*Task to carry out*.
What is expected is a word-for-word copy of all the entries.

= = = = = = =

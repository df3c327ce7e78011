//! Persistence of what has already been ingested.
//!
//! ## Layout
//!
//! ```text
//! {root}/
//! └── downloads/
//!     ├── downloaded_samples.json   # Tracking document
//!     ├── {full_name}               # Raw staged downloads
//!     └── m4a/
//!         └── {id}.m4a              # Transcoded outputs
//! ```

mod dedup;
mod guard;
mod tracking;

pub use dedup::DedupIndex;
pub use guard::FlushGuard;
pub use tracking::TrackingStore;
//! Harvester CLI
//!
//! Local execution entry point.

use std::path::PathBuf;
use std::sync::Arc;

use clap::{Parser, Subcommand};
use harvester::{
    config,
    error::{AppError, Result},
    pipeline::{Harvester, StopReason},
    services::{FfmpegTranscoder, HttpClient},
    storage::TrackingStore,
    utils,
};

/// Incremental sample harvester
#[derive(Parser, Debug)]
#[command(
    name = "harvester",
    version,
    about = "Crawls a sample listing, downloads new samples once and transcodes them"
)]
struct Cli {
    /// Path to the TOML configuration file
    #[arg(short, long, default_value = "harvester.toml")]
    config: PathBuf,

    /// Enable verbose logging
    #[arg(short, long, global = true)]
    verbose: bool,

    #[command(subcommand)]
    command: Command,
}

#[derive(Subcommand, Debug)]
enum Command {
    /// Crawl, download and transcode new samples
    Run {
        /// Listing page to start from
        #[arg(long)]
        start_page: Option<u32>,

        /// Stop after this many new samples
        #[arg(long)]
        limit: Option<usize>,
    },

    /// Validate configuration and the transcoder
    Validate,

    /// Show tracking document info
    Info,
}

/// Initialize logging based on verbosity flag.
fn init_logging(verbose: bool) {
    let level = if verbose { "debug" } else { "info" };
    env_logger::Builder::from_env(env_logger::Env::default().default_filter_or(level))
        .format_timestamp_secs()
        .init();
}

/// Main entry point for the CLI application.
#[tokio::main]
async fn main() -> Result<()> {
    let cli = Cli::parse();
    init_logging(cli.verbose);

    if let Ok(path) = dotenvy::dotenv() {
        log::debug!("Loaded environment from {}", path.display());
    }

    match cli.command {
        Command::Run { start_page, limit } => {
            let mut config = config::load_config(&cli.config)?;
            if let Some(page) = start_page {
                config.source.start_page = page;
            }
            if limit.is_some() {
                config.source.max_downloads = limit;
            }
            config.validate()?;

            let store = TrackingStore::load(config.paths.tracking_path())?;
            let config = Arc::new(config);
            let client = Arc::new(HttpClient::new(&config)?);
            let transcoder = Arc::new(FfmpegTranscoder::new(&config.transcoder));
            if let Err(e) = transcoder.check_available().await {
                log::warn!("Transcoder check failed, conversions will fail: {e}");
            }

            log::info!("Harvester starting...");
            let harvester = Harvester::new(Arc::clone(&config), client, transcoder);

            let report = harvester
                .run_until(store, utils::shutdown_signal())
                .await?;

            match report {
                Some(report) if report.stop == StopReason::AuthFailure => {
                    return Err(AppError::config(
                        "session credentials were rejected; refresh SESSIONID and CSRFTOKEN",
                    ));
                }
                Some(_) => log::info!("Harvest complete!"),
                None => log::warn!(
                    "Interrupted; tracking document saved to {}",
                    config.paths.tracking_path().display()
                ),
            }
        }

        Command::Validate => {
            log::info!("Validating configuration...");

            let config = config::load_validated(&cli.config).inspect_err(|e| {
                log::error!("Config validation failed: {}", e);
            })?;
            log::info!("✓ Config OK");

            let transcoder = FfmpegTranscoder::new(&config.transcoder);
            match transcoder.check_available().await {
                Ok(()) => log::info!("✓ Transcoder '{}' OK", config.transcoder.program),
                Err(e) => {
                    log::error!("Transcoder check failed: {}", e);
                    return Err(AppError::validation(e.to_string()));
                }
            }

            log::info!("All validations passed!");
        }

        Command::Info => {
            let config = config::load_config(&cli.config)?;
            let store = TrackingStore::load(config.paths.tracking_path())?;

            log::info!("Tracking document: {}", store.path().display());
            log::info!("Tracked samples: {}", store.len());

            let degraded = store.degraded();
            if degraded.is_empty() {
                log::info!("All records carry an author/source-id key");
            } else {
                log::warn!(
                    "{} records have no author/source-id key:",
                    degraded.len()
                );
                for record in degraded {
                    log::warn!("    {}", record.full_name);
                }
            }
            log::info!(
                "Converted files: {}",
                config.paths.converted_path().display()
            );
        }
    }

    Ok(())
}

= = = = = = =

*Output of the task*.
repository df3c327ce7e78011
//! Persistence of what has already been ingested.
//!
//! ## Layout
//!
//! ```text
//! {root}/
//! └── downloads/
//!     ├── downloaded_samples.json   # Tracking document
//!     ├── {full_name}               # Raw staged downloads
//!     └── m4a/
//!         └── {id}.m4a              # Transcoded outputs
//! ```

mod dedup;
mod guard;
mod tracking;

pub use dedup::DedupIndex;
pub use guard::FlushGuard;
pub use tracking::TrackingStore;
//! Harvester CLI
//!
//! Local execution entry point.

use std::path::PathBuf;
use std::sync::Arc;

use clap::{Parser, Subcommand};
use harvester::{
    config,
    error::{AppError, Result},
    pipeline::{Harvester, StopReason},
    services::{FfmpegTranscoder, HttpClient},
    storage::TrackingStore,
    utils,
};

/// Incremental sample harvester
#[derive(Parser, Debug)]
#[command(
    name = "harvester",
    version,
    about = "Crawls a sample listing, downloads new samples once and transcodes them"
)]
struct Cli {
    /// Path to the TOML configuration file
    #[arg(short, long, default_value = "harvester.toml")]
    config: PathBuf,

    /// Enable verbose logging
    #[arg(short, long, global = true)]
    verbose: bool,

    #[command(subcommand)]
    command: Command,
}

#[derive(Subcommand, Debug)]
enum Command {
    /// Crawl, download and transcode new samples
    Run {
        /// Listing page to start from
        #[arg(long)]
        start_page: Option<u32>,

        /// Stop after this many new samples
        #[arg(long)]
        limit: Option<usize>,
    },

    /// Validate configuration and the transcoder
    Validate,

    /// Show tracking document info
    Info,
}

/// Initialize logging based on verbosity flag.
fn init_logging(verbose: bool) {
    let level = if verbose { "debug" } else { "info" };
    env_logger::Builder::from_env(env_logger::Env::default().default_filter_or(level))
        .format_timestamp_secs()
        .init();
}

/// Main entry point for the CLI application.
#[tokio::main]
async fn main() -> Result<()> {
    let cli = Cli::parse();
    init_logging(cli.verbose);

    if let Ok(path) = dotenvy::dotenv() {
        log::debug!("Loaded environment from {}", path.display());
    }

    match cli.command {
        Command::Run { start_page, limit } => {
            let mut config = config::load_config(&cli.config)?;
            if let Some(page) = start_page {
                config.source.start_page = page;
            }
            if limit.is_some() {
                config.source.max_downloads = limit;
            }
            config.validate()?;

            let store = TrackingStore::load(config.paths.tracking_path())?;
            let config = Arc::new(config);
            let client = Arc::new(HttpClient::new(&config)?);
            let transcoder = Arc::new(FfmpegTranscoder::new(&config.transcoder));
            if let Err(e) = transcoder.check_available().await {
                log::warn!("Transcoder check failed, conversions will fail: {e}");
            }

            log::info!("Harvester starting...");
            let harvester = Harvester::new(Arc::clone(&config), client, transcoder);

            let report = harvester
                .run_until(store, utils::shutdown_signal())
                .await?;

            match report {
                Some(report) if report.stop == StopReason::AuthFailure => {
                    return Err(AppError::config(
                        "session credentials were rejected; refresh SESSIONID and CSRFTOKEN",
                    ));
                }
                Some(_) => log::info!("Harvest complete!"),
                None => log::warn!(
                    "Interrupted; tracking document saved to {}",
                    config.paths.tracking_path().display()
                ),
            }
        }

        Command::Validate => {
            log::info!("Validating configuration...");

            let config = config::load_validated(&cli.config).inspect_err(|e| {
                log::error!("Config validation failed: {}", e);
            })?;
            log::info!("✓ Config OK");

            let transcoder = FfmpegTranscoder::new(&config.transcoder);
            match transcoder.check_available().await {
                Ok(()) => log::info!("✓ Transcoder '{}' OK", config.transcoder.program),
                Err(e) => {
                    log::error!("Transcoder check failed: {}", e);
                    return Err(AppError::validation(e.to_string()));
                }
            }

            log::info!("All validations passed!");
        }

        Command::Info => {
            let config = config::load_config(&cli.config)?;
            let store = TrackingStore::load(config.paths.tracking_path())?;

            log::info!("Tracking document: {}", store.path().display());
            log::info!("Tracked samples: {}", store.len());

            let degraded = store.degraded();
            if degraded.is_empty() {
                log::info!("All records carry an author/source-id key");
            } else {
                log::warn!(
                    "{} records have no author/source-id key:",
                    degraded.len()
                );
                for record in degraded {
                    log::warn!("    {}", record.full_name);
                }
            }
            log::info!(
                "Converted files: {}",
                config.paths.converted_path().display()
            );
        }
    }

    Ok(())
}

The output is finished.